Petro, a former member of the M-19 insurgency who took office in August, has promised to bring "total peace" to Colombia by negotiating with rebels and crime gangs involved in drug trafficking and illegal mining.
"We cannot see each other as enemies, the labor we have is of reconciliation," said ELN negotiator Pablo Beltran. "We hope not to fail these expectations for change."
The talks - which began in Venezuelan capital Caracas - will rotate among guarantor countries Venezuela, Cuba and Norway, according to the Colombian government.
"We are committed to talks with an organization that also wants peace," said head government negotiator Otty Patino. "We are going to reach safe port...a real peace."
The delegations had their first meeting on Monday, Colombia's high peace commissioner Danilo Rueda said.
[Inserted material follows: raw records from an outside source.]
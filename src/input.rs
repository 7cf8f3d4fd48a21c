//! Line-oriented numeric input
//!
//! Values for a bulk load come from any [`BufRead`] source: a data file or an
//! interactive stream. Integers are separated by arbitrary whitespace,
//! including newlines. Reading stops at the first token that is not an
//! integer, the same way formatted stream extraction stops.

use std::collections::VecDeque;
use std::fs::File;
use std::io::{self, BufRead, BufReader};
use std::path::{Path, PathBuf};

use thiserror::Error;

/// Errors produced while reading numeric input
#[derive(Debug, Error)]
pub enum InputError {
    /// The input file could not be opened
    #[error("cannot open {}: {source}", .path.display())]
    Open {
        path: PathBuf,
        #[source]
        source: io::Error,
    },
    /// Reading from the underlying source failed
    #[error("read failed: {0}")]
    Io(#[from] io::Error),
}

/// Whitespace-separated tokens pulled lazily from a reader
#[derive(Debug)]
pub struct Tokens<R> {
    reader: R,
    pending: VecDeque<String>,
    line: usize,
}

impl<R: BufRead> Tokens<R> {
    /// Wraps `reader`; nothing is read until the first token is requested
    pub fn new(reader: R) -> Self {
        Self {
            reader,
            pending: VecDeque::new(),
            line: 0,
        }
    }

    /// Number of lines consumed so far
    pub fn line(&self) -> usize {
        self.line
    }

    /// Returns the next token, reading more lines as needed.
    /// `Ok(None)` means the input is exhausted.
    pub fn next_token(&mut self) -> io::Result<Option<String>> {
        loop {
            if let Some(token) = self.pending.pop_front() {
                return Ok(Some(token));
            }
            let mut buf = String::new();
            if self.reader.read_line(&mut buf)? == 0 {
                return Ok(None);
            }
            self.line += 1;
            self.pending.extend(buf.split_whitespace().map(str::to_owned));
        }
    }

    /// Returns the next token parsed as an integer.
    ///
    /// `Ok(Err(token))` hands back a token that is not an integer.
    pub fn next_integer(&mut self) -> io::Result<Option<Result<i64, String>>> {
        Ok(self
            .next_token()?
            .map(|token| token.parse::<i64>().map_err(|_| token)))
    }
}

/// Reads integers from `reader` into a FIFO queue, in input order
pub fn read_values<R: BufRead>(reader: R) -> Result<VecDeque<i64>, InputError> {
    let mut tokens = Tokens::new(reader);
    let mut values = VecDeque::new();
    while let Some(parsed) = tokens.next_integer()? {
        match parsed {
            Ok(value) => values.push_back(value),
            Err(token) => {
                tracing::warn!(
                    line = tokens.line(),
                    %token,
                    read = values.len(),
                    "stopped reading at non-integer token"
                );
                break;
            }
        }
    }
    tracing::debug!(count = values.len(), "read values");
    Ok(values)
}

/// Opens `path` and reads its integers
pub fn read_values_from_path(path: impl AsRef<Path>) -> Result<VecDeque<i64>, InputError> {
    let path = path.as_ref();
    let file = File::open(path).map_err(|source| InputError::Open {
        path: path.to_path_buf(),
        source,
    })?;
    read_values(BufReader::new(file))
}
//! Interactive command loop over a [`TernaryHeap`]
//!
//! The loop prints a numbered menu, reads a choice and, for insert/remove,
//! one more integer. It is generic over its input and output so the same
//! code drives stdin/stdout and in-memory buffers in tests.

use std::io::{self, BufRead, Write};

use crate::input::Tokens;
use crate::ternary::TernaryHeap;
use crate::traits::{BoundedHeap, HeapError};

const RULE: &str = "..........................................................";

/// A menu selection
#[derive(Debug, Clone, Copy, PartialEq, Eq)]
pub enum Command {
    Insert,
    DeleteMin,
    DeleteMax,
    Remove,
    LevelOrder,
    Exit,
}

impl Command {
    /// Maps a menu number to its command
    pub fn from_choice(choice: i64) -> Option<Self> {
        match choice {
            1 => Some(Command::Insert),
            2 => Some(Command::DeleteMin),
            3 => Some(Command::DeleteMax),
            4 => Some(Command::Remove),
            5 => Some(Command::LevelOrder),
            6 => Some(Command::Exit),
            _ => None,
        }
    }
}

/// Runs the menu until the exit command or end of input
pub fn run<R: BufRead, W: Write>(heap: &mut TernaryHeap, input: R, out: &mut W) -> io::Result<()> {
    let mut tokens = Tokens::new(input);
    loop {
        print_menu(out)?;
        let command = match tokens.next_integer()? {
            None => break,
            Some(Ok(choice)) => Command::from_choice(choice),
            Some(Err(_)) => None,
        };
        tracing::debug!(?command, "menu choice");

        match command {
            Some(Command::Exit) => break,
            Some(command) => {
                if !dispatch(heap, command, &mut tokens, out)? {
                    break;
                }
            }
            None => writeln!(out, "Enter a valid choice (1-5)")?,
        }
    }
    out.flush()
}

fn print_menu<W: Write>(out: &mut W) -> io::Result<()> {
    writeln!(out, "{RULE}")?;
    writeln!(out, "Please choose one of the following commands:")?;
    writeln!(out, "1 - insert")?;
    writeln!(out, "2 - deletemin")?;
    writeln!(out, "3 - deletemax")?;
    writeln!(out, "4 - remove")?;
    writeln!(out, "5 - levelorder")?;
    writeln!(out, "6 - exit")?;
    writeln!(out)?;
    out.flush()
}

/// Executes one command. Returns false when input ran out mid-command.
fn dispatch<R: BufRead, W: Write>(
    heap: &mut TernaryHeap,
    command: Command,
    tokens: &mut Tokens<R>,
    out: &mut W,
) -> io::Result<bool> {
    match command {
        Command::Insert => {
            writeln!(out, "Choose a number to be added to the heap")?;
            let Some(value) = read_operand(tokens, out)? else {
                return Ok(false);
            };
            if let Err(HeapError::CapacityExceeded { capacity, value }) = heap.insert(value) {
                writeln!(
                    out,
                    "Error, cannot insert {value}, heap is full (capacity {capacity})."
                )?;
            }
        }
        Command::DeleteMin => match heap.delete_min() {
            Some(value) => writeln!(out, "Deleted {value}")?,
            None => writeln!(out, "The heap is empty")?,
        },
        Command::DeleteMax => match heap.delete_max() {
            Some(value) => writeln!(out, "Deleted {value}")?,
            None => writeln!(out, "The heap is empty")?,
        },
        Command::Remove => {
            writeln!(out, "Choose a number to be removed from the heap")?;
            let Some(value) = read_operand(tokens, out)? else {
                return Ok(false);
            };
            if !heap.remove(value) {
                writeln!(
                    out,
                    "Error, cannot delete {value}, value is not in the heap."
                )?;
            }
        }
        Command::LevelOrder => {
            writeln!(out, "Level Order:")?;
            write!(out, "{}", heap.level_order())?;
            writeln!(out)?;
        }
        Command::Exit => {}
    }
    Ok(true)
}

/// Reads the integer argument of insert/remove, re-prompting on bad tokens.
fn read_operand<R: BufRead, W: Write>(
    tokens: &mut Tokens<R>,
    out: &mut W,
) -> io::Result<Option<i64>> {
    loop {
        match tokens.next_integer()? {
            None => return Ok(None),
            Some(Ok(value)) => return Ok(Some(value)),
            Some(Err(token)) => writeln!(out, "'{token}' is not a number, try again")?,
        }
    }
}

#[cfg(test)]
mod tests {
    use super::*;
    use std::io::Cursor;

    fn run_script(heap: &mut TernaryHeap, script: &str) -> String {
        let mut out = Vec::new();
        run(heap, Cursor::new(script), &mut out).unwrap();
        String::from_utf8(out).unwrap()
    }

    #[test]
    fn test_from_choice() {
        assert_eq!(Command::from_choice(1), Some(Command::Insert));
        assert_eq!(Command::from_choice(6), Some(Command::Exit));
        assert_eq!(Command::from_choice(0), None);
        assert_eq!(Command::from_choice(7), None);
    }

    #[test]
    fn test_insert_and_delete() {
        let mut heap = TernaryHeap::new(4);
        let out = run_script(&mut heap, "1 5\n1 2\n2\n3\n2\n6\n");
        assert!(out.contains("Deleted 2"));
        assert!(out.contains("Deleted 5"));
        assert!(out.contains("The heap is empty"));
        assert!(heap.is_empty());
    }

    #[test]
    fn test_remove_missing_value() {
        let mut heap = TernaryHeap::from_values(4, &[1, 2]);
        let out = run_script(&mut heap, "4 9\n6\n");
        assert!(out.contains("Error, cannot delete 9, value is not in the heap."));
        assert_eq!(heap.len(), 2);
    }

    #[test]
    fn test_insert_into_full_heap() {
        let mut heap = TernaryHeap::from_values(1, &[3]);
        let out = run_script(&mut heap, "1 8\n6\n");
        assert!(out.contains("Error, cannot insert 8, heap is full (capacity 1)."));
    }

    #[test]
    fn test_level_order_output() {
        let mut heap = TernaryHeap::from_values(8, &[1, 2, 3, 4, 5]);
        let out = run_script(&mut heap, "5\n6\n");
        assert!(out.contains("Level Order:\n1 \n2 3 4 \n5 \n\n"));
    }

    #[test]
    fn test_invalid_choices() {
        let mut heap = TernaryHeap::new(1);
        let out = run_script(&mut heap, "9\nabc\n6\n");
        assert_eq!(out.matches("Enter a valid choice (1-5)").count(), 2);
    }

    #[test]
    fn test_end_of_input_stops_loop() {
        let mut heap = TernaryHeap::new(2);
        run_script(&mut heap, "1");
        assert!(heap.is_empty());
    }
}
//! Ternary (3-ary) min-heap with a fixed capacity
//!
//! The heap lives in a single boxed slice allocated at construction. Live
//! values occupy `slots[..len]` and form an implicit ternary tree (see
//! [`layout`](crate::layout)); the remaining cells hold [`EMPTY_SLOT`].
//!
//! Besides the usual insert and delete-min, the heap supports three
//! operations that work directly on the array:
//!
//! - [`search`](TernaryHeap::search) descends from the root and prunes every
//!   subtree whose root is already larger than the target.
//! - [`delete_max`](TernaryHeap::delete_max) only scans the leaves, since the
//!   maximum of a min-heap is never an internal node.
//! - [`remove`](TernaryHeap::remove) deletes every occurrence of a value.
//!
//! # Time Complexity
//!
//! | Operation    | Complexity      |
//! |--------------|-----------------|
//! | `insert`     | O(log₃ n)       |
//! | `delete_min` | O(log₃ n)       |
//! | `peek`       | O(1)            |
//! | `delete_max` | O(n) (leaves)   |
//! | `search`     | O(n) worst case |
//! | `remove`     | O(n) per match  |
//! | construction | O(n)            |
//!
//! # Example
//!
//! ```rust
//! use ternary_heap::BoundedHeap;
//! use ternary_heap::ternary::TernaryHeap;
//!
//! let mut heap = TernaryHeap::from_values(10, &[5, 3, 5, 1, 5]);
//! assert_eq!(heap.delete_max(), Some(5));
//! assert!(heap.remove(5));
//! assert_eq!(heap.search(5), None);
//! assert_eq!(heap.delete_min(), Some(1));
//! assert_eq!(heap.delete_min(), Some(3));
//! assert_eq!(heap.delete_min(), None);
//! ```

use std::collections::VecDeque;

use crate::layout;
use crate::level_order::LevelOrderReport;
use crate::traits::{BoundedHeap, HeapError};

/// Marker written into vacated cells. Only visible through
/// [`TernaryHeap::raw_slots`].
pub const EMPTY_SLOT: i64 = -1;

/// A bounded ternary min-heap over `i64` keys
#[derive(Debug, Clone, PartialEq, Eq)]
pub struct TernaryHeap {
    /// Backing storage, exactly `capacity` cells
    slots: Box<[i64]>,
    /// Number of live values at the front of `slots`
    len: usize,
}

impl TernaryHeap {
    /// Creates an empty heap that can hold `capacity` values
    pub fn new(capacity: usize) -> Self {
        Self {
            slots: vec![EMPTY_SLOT; capacity].into_boxed_slice(),
            len: 0,
        }
    }

    /// Builds a heap by draining `queue` front to back
    ///
    /// Every value is taken out of the queue, but only the first `capacity`
    /// are kept.
    pub fn from_queue(capacity: usize, queue: &mut VecDeque<i64>) -> Self {
        Self::build(capacity, queue.drain(..))
    }

    /// Builds a heap from a slice of values
    ///
    /// Values past `capacity` are dropped.
    pub fn from_values(capacity: usize, values: &[i64]) -> Self {
        Self::build(capacity, values.iter().copied())
    }

    /// Appends every value without ordering, then repairs heap order from the
    /// last parent up to the root.
    fn build(capacity: usize, values: impl Iterator<Item = i64>) -> Self {
        let mut heap = Self::new(capacity);
        let mut dropped = 0usize;
        for value in values {
            if !heap.append_unordered(value) {
                dropped += 1;
            }
        }
        if dropped > 0 {
            tracing::warn!(capacity, dropped, "bulk load exceeded heap capacity");
        }

        if let Some(last_parent) = layout::last_parent_index(heap.len) {
            for index in (0..=last_parent).rev() {
                let value = heap.slots[index];
                heap.heapify_down(value, index);
            }
        }

        tracing::debug!(len = heap.len, capacity, "built ternary heap");
        heap
    }

    /// Writes `value` at the end of the live region without restoring order.
    /// Returns false when the heap is full.
    fn append_unordered(&mut self, value: i64) -> bool {
        if self.len == self.slots.len() {
            return false;
        }
        self.slots[self.len] = value;
        self.len += 1;
        true
    }

    /// Removes the last live cell and returns its value.
    ///
    /// Callers guarantee `len > 0`.
    fn take_last(&mut self) -> i64 {
        self.len -= 1;
        std::mem::replace(&mut self.slots[self.len], EMPTY_SLOT)
    }

    /// Finds the index of `value`, or `None` if it is not in the heap
    ///
    /// Subtrees rooted at a value larger than the target are skipped. The
    /// first match in pre-order (root, then children 1, 2, 3) is returned.
    pub fn search(&self, value: i64) -> Option<usize> {
        if self.len == 0 {
            return None;
        }

        let mut pending = vec![0usize];
        while let Some(index) = pending.pop() {
            let current = self.slots[index];
            if current == value {
                return Some(index);
            }
            if current < value {
                // reversed so child 1 is visited first
                pending.extend(layout::children(index, self.len).rev());
            }
        }
        None
    }

    /// Removes and returns the maximum value
    ///
    /// Only the leaves (indices past the last parent) are scanned.
    pub fn delete_max(&mut self) -> Option<i64> {
        let last_parent = match layout::last_parent_index(self.len) {
            Some(index) => index,
            None if self.len == 1 => return Some(self.take_last()),
            None => return None,
        };

        let mut max_index = last_parent + 1;
        for index in max_index + 1..self.len {
            if self.slots[index] > self.slots[max_index] {
                max_index = index;
            }
        }

        let max_value = self.slots[max_index];
        let moved = self.take_last();
        if max_index < self.len {
            self.slots[max_index] = moved;
            // a leaf stays a leaf, so only an upward repair can be needed
            if let Some(parent) = layout::parent(max_index) {
                if moved < self.slots[parent] {
                    self.heapify_up(moved, max_index);
                }
            }
        }
        Some(max_value)
    }

    /// Removes every occurrence of `value`
    ///
    /// Returns true if at least one occurrence was removed.
    pub fn remove(&mut self, value: i64) -> bool {
        let mut removed = 0usize;

        while let Some(index) = self.search(value) {
            removed += 1;
            tracing::trace!(value, index, "removing occurrence");

            if index == 0 {
                self.delete_min();
                continue;
            }

            let moved = self.take_last();
            if index == self.len {
                // the match was the last cell itself
                continue;
            }
            self.slots[index] = moved;

            if let Some(parent) = layout::parent(index) {
                let parent_value = self.slots[parent];
                if moved < parent_value {
                    self.heapify_up(moved, index);
                } else if moved > parent_value {
                    self.heapify_down(moved, index);
                }
            }
        }

        if removed > 0 {
            tracing::debug!(value, removed, "removed all occurrences");
        }
        removed > 0
    }

    /// Empties the heap, keeping its capacity
    pub fn clear(&mut self) {
        self.slots.fill(EMPTY_SLOT);
        self.len = 0;
    }

    /// Iterates over live values in array (level) order
    pub fn iter(&self) -> std::slice::Iter<'_, i64> {
        self.slots[..self.len].iter()
    }

    /// All `capacity` cells, including [`EMPTY_SLOT`] markers past `len`
    pub fn raw_slots(&self) -> &[i64] {
        &self.slots
    }

    /// Live values grouped by tree level
    pub fn level_order(&self) -> LevelOrderReport {
        LevelOrderReport::new(&self.slots[..self.len])
    }

    /// Consumes the heap, returning its values in non-decreasing order
    pub fn into_sorted_vec(mut self) -> Vec<i64> {
        let mut sorted = Vec::with_capacity(self.len);
        while let Some(value) = self.delete_min() {
            sorted.push(value);
        }
        sorted
    }

    /// Checks that every live parent is no larger than each of its children
    pub fn verify_heap_order(&self) -> bool {
        (1..self.len).all(|index| match layout::parent(index) {
            Some(parent) => self.slots[parent] <= self.slots[index],
            None => true,
        })
    }

    /// Moves `value` toward the root starting from `index`, shifting larger
    /// parents down one level at a time.
    fn heapify_up(&mut self, value: i64, mut index: usize) {
        while let Some(parent) = layout::parent(index) {
            let parent_value = self.slots[parent];
            if value >= parent_value {
                break;
            }
            self.slots[index] = parent_value;
            index = parent;
        }
        tracing::trace!(value, index, "heapify up settled");
        self.slots[index] = value;
    }

    /// Moves `value` toward the leaves starting from `index`.
    ///
    /// At each level the child swapped with is the smallest child that is
    /// strictly smaller than `value`; ties go to the lowest slot. Children equal
    /// to `value` never cause a move.
    fn heapify_down(&mut self, value: i64, mut index: usize) {
        while let Some(child) = self.smallest_child_below(value, index) {
            self.slots[index] = self.slots[child];
            index = child;
            if !layout::is_internal(index, self.len) {
                break;
            }
        }
        self.slots[index] = value;
    }

    /// Index of the smallest live child of `index` holding a value strictly
    /// less than `value`.
    fn smallest_child_below(&self, value: i64, index: usize) -> Option<usize> {
        let mut smallest: Option<usize> = None;
        for child in layout::children(index, self.len) {
            let candidate = self.slots[child];
            if candidate >= value {
                continue;
            }
            match smallest {
                Some(best) if self.slots[best] <= candidate => {}
                _ => smallest = Some(child),
            }
        }
        smallest
    }
}

impl BoundedHeap for TernaryHeap {
    fn capacity(&self) -> usize {
        self.slots.len()
    }

    fn len(&self) -> usize {
        self.len
    }

    fn peek(&self) -> Option<i64> {
        self.iter().next().copied()
    }

    fn insert(&mut self, value: i64) -> Result<(), HeapError> {
        if !self.append_unordered(value) {
            return Err(HeapError::CapacityExceeded {
                capacity: self.capacity(),
                value,
            });
        }
        self.heapify_up(value, self.len - 1);
        Ok(())
    }

    fn delete_min(&mut self) -> Option<i64> {
        if self.len == 0 {
            return None;
        }

        let min_value = self.slots[0];
        let moved = self.take_last();
        if self.len > 0 {
            self.heapify_down(moved, 0);
        }
        Some(min_value)
    }
}

impl<'a> IntoIterator for &'a TernaryHeap {
    type Item = &'a i64;
    type IntoIter = std::slice::Iter<'a, i64>;

    fn into_iter(self) -> Self::IntoIter {
        self.iter()
    }
}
Previous attempts at negotiations with the ELN, which has some 2,400 combatants and was founded in 1964 by radical Catholic priests, have not advanced partly because of dissent within its ranks.
Leaders have said the group is united, but it is unclear how much sway negotiators hold over active units. Much of the ELN's negotiating team is older than many of its members.
The negotiations do not mean a suspension of military operations against the rebels, Colombian Defense Minister Ivan Velasquez said earlier on Monday.
Talks between the ELN and the government of Juan Manuel Santos began in 2017 in Ecuador, later moving to Cuba, but were called off in 2019 by Santos' successor, Ivan Duque, because the ELN refused to halt hostilities and killed 22 police cadets in a bombing.
Petro has also promised to fully implement a 2016 peace deal with the now-demobilized Revolutionary Armed Forces of Colombia (FARC) rebels. More than 450,000 people have been killed in Colombia's six decades of internal conflict.